▶ [AIM OF THE TASK] Starting at the line with "pub fn new(name: &str, sender: Option<u64>, payload: Payload)" and going on through the line with "pub struct NotificationCenter", reproduce each line in the records below exactly and nothing more.

Stored data entries:
____

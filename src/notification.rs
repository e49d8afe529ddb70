//! Named-event publish/subscribe, used to deliver completion events of worker tasks
//! back to the layers and elevation models that requested them.
//!
//! Observers receive notifications through an unbounded channel and drain it on their own thread,
//! so workers never touch the state of the observer directly.

use crate::{tile_data::TileKey, util::lock};
use async_channel::{Receiver, Sender};
use bevy::utils::HashMap;
use std::{path::PathBuf, sync::Mutex};

/// A tile retrieval finished.
pub const RETRIEVAL_EVENT: &str = "bevy_globe.retrieval";
/// A downloaded tile was decoded and inserted into its cache.
pub const LOAD_EVENT: &str = "bevy_globe.load";
/// New data arrived and the globe should be drawn again.
pub const REDRAW_EVENT: &str = "bevy_globe.redraw";
/// A bulk retrieval made progress or finished.
pub const BULK_RETRIEVAL_EVENT: &str = "bevy_globe.bulk_retrieval";

/// The result of an asynchronous task.
#[derive(Clone, Debug, PartialEq, Eq)]
pub enum Outcome {
    Success,
    Failure(String),
    Canceled,
}

impl Outcome {
    pub fn is_success(&self) -> bool {
        matches!(self, Outcome::Success)
    }
}

#[derive(Clone, Debug, PartialEq)]
pub enum Payload {
    None,
    Tile {
        key: TileKey,
        path: PathBuf,
        outcome: Outcome,
    },
    BulkProgress {
        completed: usize,
        failed: usize,
        total: usize,
        outcome: Option<Outcome>,
    },
}

#[derive(Clone, Debug, PartialEq)]
pub struct Notification {
    pub name: String,
    /// The identifier of the layer or model the notification concerns, if any.
    pub sender: Option<u64>,
    pub payload: Payload,
}

impl Notification {
    pub fn new(name: &str, sender: Option<u64>, payload: Payload) -> Self {
        Self {
            name: name.to_string(),
            sender,
            payload,
        }
    }
}

struct Observer {
    sender: Option<u64>,
    channel: Sender<Notification>,
}

/// Delivers named notifications to every observer subscribed to the name.
///
/// Dropping the receiver of a subscription ends it.
#[derive(Default)]
pub struct NotificationCenter {
    observers: Mutex<HashMap<String, Vec<Observer>>>,
}

impl NotificationCenter {
    /// Subscribes to the named events. If `sender` is set, only notifications from that sender are delivered.
    pub fn subscribe(&self, names: &[&str], sender: Option<u64>) -> Receiver<Notification> {
        let (channel, receiver) = async_channel::unbounded();
        let mut observers = lock(&self.observers);

        for name in names {
            observers
                .entry(name.to_string())
                .or_default()
                .push(Observer {
                    sender,
                    channel: channel.clone(),
                });
        }

        receiver
    }

    pub fn post(&self, notification: Notification) {
        let mut observers = lock(&self.observers);

        let Some(observers) = observers.get_mut(&notification.name) else {
            return;
        };

        observers.retain(|observer| {
            if observer.sender.is_some() && observer.sender != notification.sender {
                return !observer.channel.is_closed();
            }

            observer.channel.try_send(notification.clone()).is_ok()
        });
    }

    pub fn observer_count(&self, name: &str) -> usize {
        lock(&self.observers).get(name).map_or(0, Vec::len)
    }
}

#[cfg(test)]
mod tests {
    use super::*;

    fn tile_notification(sender: u64) -> Notification {
        Notification::new(
            RETRIEVAL_EVENT,
            Some(sender),
            Payload::Tile {
                key: TileKey::new(0, 1, 2),
                path: PathBuf::from("cache/0/1/1_2.png"),
                outcome: Outcome::Success,
            },
        )
    }

    #[test]
    fn delivery_by_name_and_sender() {
        let center = NotificationCenter::default();

        let everything = center.subscribe(&[RETRIEVAL_EVENT, LOAD_EVENT], None);
        let only_seven = center.subscribe(&[RETRIEVAL_EVENT], Some(7));
        let redraws = center.subscribe(&[REDRAW_EVENT], None);

        center.post(tile_notification(7));
        center.post(tile_notification(8));

        assert_eq!(everything.len(), 2);
        assert_eq!(only_seven.len(), 1);
        assert_eq!(only_seven.try_recv().unwrap().sender, Some(7));
        assert!(redraws.is_empty());
    }

    #[test]
    fn dropped_receivers_unsubscribe() {
        let center = NotificationCenter::default();

        let receiver = center.subscribe(&[REDRAW_EVENT], None);
        assert_eq!(center.observer_count(REDRAW_EVENT), 1);

        drop(receiver);
        center.post(Notification::new(REDRAW_EVENT, None, Payload::None));

        assert_eq!(center.observer_count(REDRAW_EVENT), 0);
    }
}
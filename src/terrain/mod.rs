//! The terrain of the globe: elevation models and the tessellator that turns them into tiled meshes.

mod basic_elevation_model;
mod elevation_image;
mod elevation_model;
mod terrain_tile;
mod tessellator;

pub use self::{
    basic_elevation_model::BasicElevationModel,
    elevation_image::ElevationImage,
    elevation_model::{ElevationModel, ZeroElevationModel, NO_COVERAGE},
    terrain_tile::{
        IndexBuffers, TerrainGeometry, TerrainSharedGeometry, TerrainTile, TerrainTileFactory, TerrainTileList,
    },
    tessellator::{TessellationStatistics, Tessellator, TERRAIN_DETAIL_HINT_ORIGIN},
};
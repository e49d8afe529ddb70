use crate::{
    math::{Location, Sector},
    terrain::ElevationModel,
    util::unique_id,
};
use bevy::math::{DVec3, Vec3};
use std::{fmt, sync::Arc};

pub const WGS84_EQUATORIAL_RADIUS: f64 = 6_378_137.0;
pub const WGS84_POLAR_RADIUS: f64 = 6_356_752.314_245;

/// Identifies the globe state some cached geometry was computed for.
///
/// Tiles store the stamp next to their reference points, extents and vertices
/// and recompute them once the stamp of the current frame differs.
#[derive(Copy, Clone, Debug, PartialEq)]
pub struct GlobeStamp {
    pub globe_id: u64,
    pub elevation_timestamp: u64,
    pub vertical_exaggeration: f64,
}

/// An ellipsoidal globe with an attached elevation model.
///
/// Model coordinates are Y-up: the y axis points to the north pole, the z axis
/// intersects the prime meridian at the equator and the x axis points to 90° east.
pub struct Globe {
    id: u64,
    equatorial_radius: f64,
    polar_radius: f64,
    eccentricity_squared: f64,
    elevation_model: Arc<dyn ElevationModel>,
}

impl fmt::Debug for Globe {
    fn fmt(&self, f: &mut fmt::Formatter<'_>) -> fmt::Result {
        f.debug_struct("Globe")
            .field("id", &self.id)
            .field("equatorial_radius", &self.equatorial_radius)
            .field("polar_radius", &self.polar_radius)
            .finish_non_exhaustive()
    }
}

impl Globe {
    /// # Panics
    /// Panics if the radii are not positive or the polar radius exceeds the equatorial one.
    pub fn new(
        equatorial_radius: f64,
        polar_radius: f64,
        elevation_model: Arc<dyn ElevationModel>,
    ) -> Self {
        assert!(
            equatorial_radius > 0.0 && polar_radius > 0.0 && polar_radius <= equatorial_radius,
            "Invalid globe radii: equatorial {equatorial_radius}, polar {polar_radius}."
        );

        let eccentricity_squared = 1.0 - (polar_radius * polar_radius) / (equatorial_radius * equatorial_radius);

        Self {
            id: unique_id(),
            equatorial_radius,
            polar_radius,
            eccentricity_squared,
            elevation_model,
        }
    }

    pub fn wgs84(elevation_model: Arc<dyn ElevationModel>) -> Self {
        Self::new(WGS84_EQUATORIAL_RADIUS, WGS84_POLAR_RADIUS, elevation_model)
    }

    pub fn id(&self) -> u64 {
        self.id
    }

    pub fn equatorial_radius(&self) -> f64 {
        self.equatorial_radius
    }

    pub fn polar_radius(&self) -> f64 {
        self.polar_radius
    }

    pub fn eccentricity_squared(&self) -> f64 {
        self.eccentricity_squared
    }

    pub fn elevation_model(&self) -> &Arc<dyn ElevationModel> {
        &self.elevation_model
    }

    /// Captures the current state of the globe for the given vertical exaggeration.
    pub fn stamp(&self, vertical_exaggeration: f64) -> GlobeStamp {
        GlobeStamp {
            globe_id: self.id,
            elevation_timestamp: self.elevation_model.timestamp(),
            vertical_exaggeration,
        }
    }

    pub fn compute_point_from_position(&self, latitude: f64, longitude: f64, altitude: f64) -> DVec3 {
        let (sin_lat, cos_lat) = latitude.to_radians().sin_cos();
        let (sin_lon, cos_lon) = longitude.to_radians().sin_cos();

        // radius of curvature in the prime vertical
        let rpm = self.equatorial_radius / (1.0 - self.eccentricity_squared * sin_lat * sin_lat).sqrt();

        DVec3::new(
            (rpm + altitude) * cos_lat * sin_lon,
            (rpm * (1.0 - self.eccentricity_squared) + altitude) * sin_lat,
            (rpm + altitude) * cos_lat * cos_lon,
        )
    }

    pub fn compute_point_from_location(&self, location: Location, altitude: f64) -> DVec3 {
        self.compute_point_from_position(location.latitude, location.longitude, altitude)
    }

    /// Converts a row-major grid of elevations (south to north, west to east, edges included)
    /// into points relative to the reference center and appends them to `points`.
    ///
    /// # Panics
    /// Panics if `elevations` holds fewer than `num_lat * num_lon` values.
    pub fn compute_points_from_positions(
        &self,
        sector: &Sector,
        num_lat: usize,
        num_lon: usize,
        elevations: &[f64],
        reference_center: DVec3,
        points: &mut Vec<Vec3>,
    ) {
        assert!(
            elevations.len() >= num_lat * num_lon,
            "Elevation grid is smaller than {num_lat} x {num_lon}."
        );

        points.reserve(num_lat * num_lon);

        for (i, latitude) in grid_steps(sector.min_latitude(), sector.max_latitude(), num_lat).enumerate() {
            for (j, longitude) in grid_steps(sector.min_longitude(), sector.max_longitude(), num_lon).enumerate() {
                let point = self.compute_point_from_position(latitude, longitude, elevations[i * num_lon + j]);
                points.push((point - reference_center).as_vec3());
            }
        }
    }

    /// The geodetic surface normal at the location.
    pub fn surface_normal_at_location(&self, latitude: f64, longitude: f64) -> DVec3 {
        let (sin_lat, cos_lat) = latitude.to_radians().sin_cos();
        let (sin_lon, cos_lon) = longitude.to_radians().sin_cos();

        DVec3::new(cos_lat * sin_lon, sin_lat, cos_lat * cos_lon)
    }

    /// The local east, north and up axes at the location.
    pub fn local_frame_at_location(&self, latitude: f64, longitude: f64) -> [DVec3; 3] {
        let (sin_lon, cos_lon) = longitude.to_radians().sin_cos();

        let up = self.surface_normal_at_location(latitude, longitude);
        let east = DVec3::new(cos_lon, 0.0, -sin_lon);
        let north = up.cross(east);

        [east, north, up]
    }

    pub fn elevation_for_location(&self, latitude: f64, longitude: f64) -> f64 {
        self.elevation_model.elevation_for_location(latitude, longitude)
    }

    pub fn min_and_max_elevations_for_sector(&self, sector: &Sector) -> (f64, f64) {
        self.elevation_model.min_and_max_elevations_for_sector(sector)
    }
}

/// Evenly spaced samples from `min` to `max`, both included.
pub(crate) fn grid_steps(min: f64, max: f64, count: usize) -> impl Iterator<Item = f64> {
    let step = if count > 1 {
        (max - min) / (count - 1) as f64
    } else {
        0.0
    };

    (0..count).map(move |i| if i + 1 == count && count > 1 { max } else { min + i as f64 * step })
}

#[cfg(test)]
mod tests {
    use super::*;
    use crate::terrain::ZeroElevationModel;

    fn globe() -> Globe {
        Globe::wgs84(Arc::new(ZeroElevationModel))
    }

    #[test]
    fn axis_convention() {
        let globe = globe();

        let prime_meridian = globe.compute_point_from_position(0.0, 0.0, 0.0);
        assert!((prime_meridian - DVec3::new(0.0, 0.0, WGS84_EQUATORIAL_RADIUS)).length() < 1e-6);

        let east = globe.compute_point_from_position(0.0, 90.0, 0.0);
        assert!((east - DVec3::new(WGS84_EQUATORIAL_RADIUS, 0.0, 0.0)).length() < 1e-6);

        let north_pole = globe.compute_point_from_position(90.0, 0.0, 0.0);
        assert!((north_pole.y - WGS84_POLAR_RADIUS).abs() < 1e-3);
    }

    #[test]
    fn local_frame_is_orthonormal() {
        let globe = globe();

        for (latitude, longitude) in [(0.0, 0.0), (45.0, 120.0), (-60.0, -30.0)] {
            let [east, north, up] = globe.local_frame_at_location(latitude, longitude);

            assert!((east.length() - 1.0).abs() < 1e-12);
            assert!((north.length() - 1.0).abs() < 1e-12);
            assert!(east.dot(north).abs() < 1e-12);
            assert!(east.dot(up).abs() < 1e-12);
            assert!(north.dot(up).abs() < 1e-12);

            // north points towards increasing latitude
            let here = globe.compute_point_from_position(latitude, longitude, 0.0);
            let further_north = globe.compute_point_from_position(latitude + 0.01, longitude, 0.0);
            assert!((further_north - here).dot(north) > 0.0);
        }
    }

    #[test]
    fn points_relative_to_reference_center() {
        let globe = globe();
        let sector = Sector::new(0.0, 1.0, 0.0, 1.0);
        let center = globe.compute_point_from_location(sector.centroid(), 0.0);

        let mut points = Vec::new();
        globe.compute_points_from_positions(&sector, 3, 3, &[0.0; 9], center, &mut points);

        assert_eq!(points.len(), 9);
        assert!(points[4].length() < 1e-3);

        let north_east = globe.compute_point_from_position(1.0, 1.0, 0.0) - center;
        assert!((points[8].as_dvec3() - north_east).length() < 0.05);
    }

    #[test]
    fn grid_steps_include_both_edges() {
        let steps: Vec<_> = grid_steps(-10.0, 10.0, 5).collect();
        assert_eq!(steps, vec![-10.0, -5.0, 0.0, 5.0, 10.0]);
        assert_eq!(grid_steps(3.0, 7.0, 1).collect::<Vec<_>>(), vec![3.0]);
    }
}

____

▶ [OUTPUT OF THE EXERCISE]
    pub fn new(name: &str, sender: Option<u64>, payload: Payload) -> Self {
        Self {
            name: name.to_string(),
            sender,
            payload,
        }
    }
}

struct Observer {
    sender: Option<u64>,
    channel: Sender<Notification>,
}

/// Delivers named notifications to every observer subscribed to the name.
///
/// Dropping the receiver of a subscription ends it.
#[derive(Default)]
pub struct NotificationCenter {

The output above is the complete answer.